A Half-Century of US Labor Data Shows Steady Retreat From Evening and Night Work
Published: (February 19, 2026 at 01:10 PM EST)
2 min read
Source: Slashdot
Source: Slashdot
Overview
A new NBER working paper analyzing fifty years of U.S. labor data (1973‑2023) finds that Americans have been steadily moving away from evening and night work toward traditional daytime hours.

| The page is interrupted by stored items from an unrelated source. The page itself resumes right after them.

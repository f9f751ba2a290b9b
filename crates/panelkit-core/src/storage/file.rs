//! File-based storage implementation for native platforms.

use super::{BoxFuture, Storage, StorageError, StorageResult};
use crate::document::Document;
use std::fs;
use std::path::{Path, PathBuf};

/// Stores documents as JSON files in a directory.
pub struct FileStorage {
    base_path: PathBuf,
}

impl FileStorage {
    /// Create a file storage rooted at `base_path`, creating the directory if needed.
    pub fn new(base_path: PathBuf) -> StorageResult<Self> {
        if !base_path.exists() {
            fs::create_dir_all(&base_path).map_err(|e| {
                StorageError::Io(format!("Failed to create storage directory: {}", e))
            })?;
        }
        Ok(Self { base_path })
    }

    /// File storage in the default location.
    ///
    /// On Unix: `~/.local/share/panelkit/documents/`
    /// On Windows: `%LOCALAPPDATA%\panelkit\documents\`
    pub fn default_location() -> StorageResult<Self> {
        let base = dirs::data_local_dir()
            .or_else(dirs::home_dir)
            .ok_or_else(|| StorageError::Io("Could not determine home directory".to_string()))?;

        Self::new(base.join("panelkit").join("documents"))
    }

    fn document_path(&self, id: &str) -> PathBuf {
        let safe_id: String = id
            .chars()
            .map(|c| if c.is_alphanumeric() || c == '-' || c == '_' { c } else { '_' })
            .collect();
        self.base_path.join(format!("{}.json", safe_id))
    }

    pub fn base_path(&self) -> &Path {
        &self.base_path
    }
}

impl Storage for FileStorage {
    fn save(&self, id: &str, document: &Document) -> BoxFuture<'_, StorageResult<()>> {
        let path = self.document_path(id);
        let json = document.to_json();

        Box::pin(async move {
            let json = json.map_err(|e| StorageError::Serialization(e.to_string()))?;
            fs::write(&path, json).map_err(|e| {
                StorageError::Io(format!("Failed to write {}: {}", path.display(), e))
            })?;
            log::debug!("saved document to {}", path.display());
            Ok(())
        })
    }

    fn load(&self, id: &str) -> BoxFuture<'_, StorageResult<Document>> {
        let path = self.document_path(id);
        let id = id.to_string();

        Box::pin(async move {
            if !path.exists() {
                return Err(StorageError::NotFound(id));
            }

            let json = fs::read_to_string(&path).map_err(|e| {
                StorageError::Io(format!("Failed to read {}: {}", path.display(), e))
            })?;

            Document::from_json(&json).map_err(|e| {
                StorageError::Serialization(format!("Failed to parse {}: {}", path.display(), e))
            })
        })
    }

    fn delete(&self, id: &str) -> BoxFuture<'_, StorageResult<()>> {
        let path = self.document_path(id);

        Box::pin(async move {
            if path.exists() {
                fs::remove_file(&path).map_err(|e| {
                    StorageError::Io(format!("Failed to delete {}: {}", path.display(), e))
                })?;
            }
            Ok(())
        })
    }

    fn list(&self) -> BoxFuture<'_, StorageResult<Vec<String>>> {
        let base = self.base_path.clone();

        Box::pin(async move {
            if !base.exists() {
                return Ok(vec![]);
            }

            let entries = fs::read_dir(&base)
                .map_err(|e| StorageError::Io(format!("Failed to read directory: {}", e)))?;

            let mut ids: Vec<String> = entries
                .flatten()
                .map(|entry| entry.path())
                .filter(|path| path.extension().is_some_and(|e| e == "json"))
                .filter_map(|path| path.file_stem().and_then(|s| s.to_str()).map(String::from))
                .collect();
            ids.sort();
            Ok(ids)
        })
    }

    fn exists(&self, id: &str) -> BoxFuture<'_, StorageResult<bool>> {
        let path = self.document_path(id);
        Box::pin(async move { Ok(path.exists()) })
    }
}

The paper can be accessed here [PDF].
Main Findings
- The share of the workforce on the job at 11 PM fell by over 25 % from its 1970s level.
- The wage premium employers must pay for undesirable hours has grown by about three percentage points over the period.
Drivers
- Rising real incomes: Night work is essentially an inferior good that workers avoid as they earn more.

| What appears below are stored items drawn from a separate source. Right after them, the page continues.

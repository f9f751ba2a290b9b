//! The attribute registry: maps a class name to construction, configuration
//! and inspection behavior.
//!
//! Every class except the root names a base class. Creating or configuring a
//! view walks the chain from the root class down to the view's own class, so a
//! subclass refines its bases' attributes but never bypasses them.

mod builtin;
mod descriptor;
mod view;

pub use builtin::{
    BUILTIN_CLASSES, CHECK_BOX_CLASS, CONTAINER_CLASS, CONTROL_CLASS, KNOB_CLASS,
    PARAM_DISPLAY_CLASS, TEXT_BUTTON_CLASS, TEXT_LABEL_CLASS,
};
pub use descriptor::{
    AttrSpec, ClassDescriptor, PreferredSizeFn, ViewCreator, apply_specs, defaults_of,
    find_spec, format_value, parse_value, read_spec,
};
pub use view::{AUTOSIZE_WORDS, VIEW_CLASS, ViewClass, parse_autosize};

use crate::attributes::{AttrType, UiAttributes};
use crate::catalog::ResourceCatalog;
use crate::tree::ViewNode;
use kurbo::Size;
use std::collections::{BTreeMap, HashMap};

/// Registry of view classes.
pub struct ViewRegistry {
    creators: HashMap<&'static str, Box<dyn ViewCreator>>,
}

impl std::fmt::Debug for ViewRegistry {
    fn fmt(&self, f: &mut std::fmt::Formatter<'_>) -> std::fmt::Result {
        f.debug_struct("ViewRegistry")
            .field("classes", &self.class_names())
            .finish()
    }
}

impl Default for ViewRegistry {
    fn default() -> Self {
        Self::with_builtins()
    }
}

impl ViewRegistry {
    /// An empty registry.
    pub fn new() -> Self {
        Self {
            creators: HashMap::new(),
        }
    }

    /// A registry holding `View` and the built-in classes.
    pub fn with_builtins() -> Self {
        let mut registry = Self::new();
        registry.register(Box::new(ViewClass));
        for class in BUILTIN_CLASSES {
            registry.register(Box::new(*class));
        }
        registry
    }

    /// Add a class. Fails (and logs) if the name is taken or the base class is unknown.
    pub fn register(&mut self, creator: Box<dyn ViewCreator>) -> bool {
        let name = creator.class_name();
        if self.creators.contains_key(name) {
            log::warn!("view class '{}' is already registered", name);
            return false;
        }
        if let Some(base) = creator.base_class() {
            if !self.creators.contains_key(base) {
                log::warn!("view class '{}' extends unknown class '{}'", name, base);
                return false;
            }
        }
        log::debug!("registered view class '{}'", name);
        self.creators.insert(name, creator);
        true
    }

    /// Remove a class that no other class extends.
    pub fn unregister(&mut self, class: &str) -> bool {
        if self.creators.values().any(|c| c.base_class() == Some(class)) {
            log::warn!("cannot unregister '{}': other classes extend it", class);
            return false;
        }
        self.creators.remove(class).is_some()
    }

    pub fn contains(&self, class: &str) -> bool {
        self.creators.contains_key(class)
    }

    pub fn creator(&self, class: &str) -> Option<&dyn ViewCreator> {
        self.creators.get(class).map(|c| c.as_ref())
    }

    /// The descriptor that owns `node`.
    pub fn class_of(&self, node: &ViewNode) -> Option<&dyn ViewCreator> {
        self.creator(node.class())
    }

    /// Registered class names, sorted.
    pub fn class_names(&self) -> Vec<&'static str> {
        let mut names: Vec<_> = self.creators.keys().copied().collect();
        names.sort_unstable();
        names
    }

    pub fn display_name(&self, class: &str) -> Option<&'static str> {
        self.creator(class).map(|c| c.display_name())
    }

    pub fn base_class(&self, class: &str) -> Option<&'static str> {
        self.creator(class).and_then(|c| c.base_class())
    }

    /// Descriptors of `class` and its bases, root first. Empty for unknown classes.
    pub fn chain(&self, class: &str) -> Vec<&dyn ViewCreator> {
        let mut chain = Vec::new();
        let mut current = self.creator(class);
        while let Some(creator) = current {
            chain.push(creator);
            current = creator.base_class().and_then(|b| self.creator(b));
        }
        chain.reverse();
        chain
    }

    /// True if `class` is `base` or extends it.
    pub fn inherits_from(&self, class: &str, base: &str) -> bool {
        self.chain(class).iter().any(|c| c.class_name() == base)
    }

    /// True if views of `class` may hold children.
    pub fn is_container(&self, class: &str) -> bool {
        self.chain(class).iter().any(|c| c.is_container())
    }

    /// Construct a view of `class` configured from `attrs`.
    ///
    /// Defaults are written first, then each descriptor from the root class to
    /// the leaf applies `attrs`. Returns `None` for an unknown class.
    pub fn create(
        &self,
        class: &str,
        attrs: &UiAttributes,
        catalog: &ResourceCatalog,
    ) -> Option<ViewNode> {
        let chain = self.chain(class);
        let Some(leaf) = chain.last() else {
            log::debug!("unknown view class '{}'", class);
            return None;
        };
        let mut node = leaf.create();
        for creator in &chain {
            creator.apply(&mut node, &defaults_of(creator.attributes()), catalog);
        }
        for creator in &chain {
            creator.apply(&mut node, attrs, catalog);
        }
        Some(node)
    }

    /// Apply `attrs` to an existing view. Returns `false` only if the view's class is unknown.
    pub fn apply(&self, node: &mut ViewNode, attrs: &UiAttributes, catalog: &ResourceCatalog) -> bool {
        let chain = self.chain(node.class());
        if chain.is_empty() {
            log::debug!("cannot apply attributes to unknown class '{}'", node.class());
            return false;
        }
        for creator in chain {
            creator.apply(node, attrs, catalog);
        }
        true
    }

    /// Attribute names and types understood by `node`'s class.
    pub fn inspect(&self, node: &ViewNode) -> BTreeMap<&'static str, AttrType> {
        self.attribute_specs(node.class())
            .into_iter()
            .map(|s| (s.name, s.ty))
            .collect()
    }

    /// Every attribute spec of `class`, root class first.
    pub fn attribute_specs(&self, class: &str) -> Vec<&'static AttrSpec> {
        self.chain(class)
            .into_iter()
            .flat_map(|c| c.attributes().iter())
            .collect()
    }

    /// The spec for `name`, searching from the leaf class towards the root.
    pub fn attribute_spec(&self, class: &str, name: &str) -> Option<&'static AttrSpec> {
        self.chain(class)
            .into_iter()
            .rev()
            .find_map(|c| find_spec(c.attributes(), name))
    }

    pub fn attribute_type(&self, class: &str, name: &str) -> Option<AttrType> {
        self.attribute_spec(class, name).map(|s| s.ty)
    }

    /// Render the live value of `name` in the grammar `apply` accepts.
    pub fn read(&self, node: &ViewNode, name: &str, catalog: &ResourceCatalog) -> Option<String> {
        self.chain(node.class())
            .into_iter()
            .rev()
            .filter(|c| find_spec(c.attributes(), name).is_some())
            .find_map(|c| c.read(node, name, catalog))
    }

    /// Every readable attribute of `node` as strings.
    pub fn attributes_for(&self, node: &ViewNode, catalog: &ResourceCatalog) -> UiAttributes {
        let mut attrs = UiAttributes::new();
        for spec in self.attribute_specs(node.class()) {
            if let Some(value) = self.read(node, spec.name, catalog) {
                attrs.set(spec.name, value);
            }
        }
        attrs
    }

    pub fn possible_values(
        &self,
        node: &ViewNode,
        name: &str,
        catalog: &ResourceCatalog,
    ) -> Option<Vec<String>> {
        self.chain(node.class())
            .into_iter()
            .rev()
            .find(|c| find_spec(c.attributes(), name).is_some())
            .and_then(|c| c.possible_values(name, catalog))
    }

    pub fn value_range(&self, class: &str, name: &str) -> Option<(f64, f64)> {
        self.attribute_spec(class, name).and_then(|s| s.range)
    }

    /// The most derived natural size available for `node`.
    pub fn preferred_size(&self, node: &ViewNode, catalog: &ResourceCatalog) -> Option<Size> {
        self.chain(node.class())
            .into_iter()
            .rev()
            .find_map(|c| c.preferred_size(node, catalog))
    }
}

- Wage premiums: Higher premiums for evening and night shifts reflect the increasing cost of attracting workers to these hours.
Sector Exceptions
- Retail: The rise of big‑box chains, 24‑hour Walmart supercenters, and overnight distribution‑center restocking pushed more employees into late‑night and early‑morning shifts.
- COVID‑era telework: Rather than spreading work across the day, telework accelerated concentration into prime hours, especially among college‑educated workers.
International Comparisons
- France showed a similar pattern of daytime compression over 1966‑2010.
- United Kingdom did not exhibit the same trend, likely because rapid de‑unionization eliminated the union wage premiums that had made night work comparatively attractive.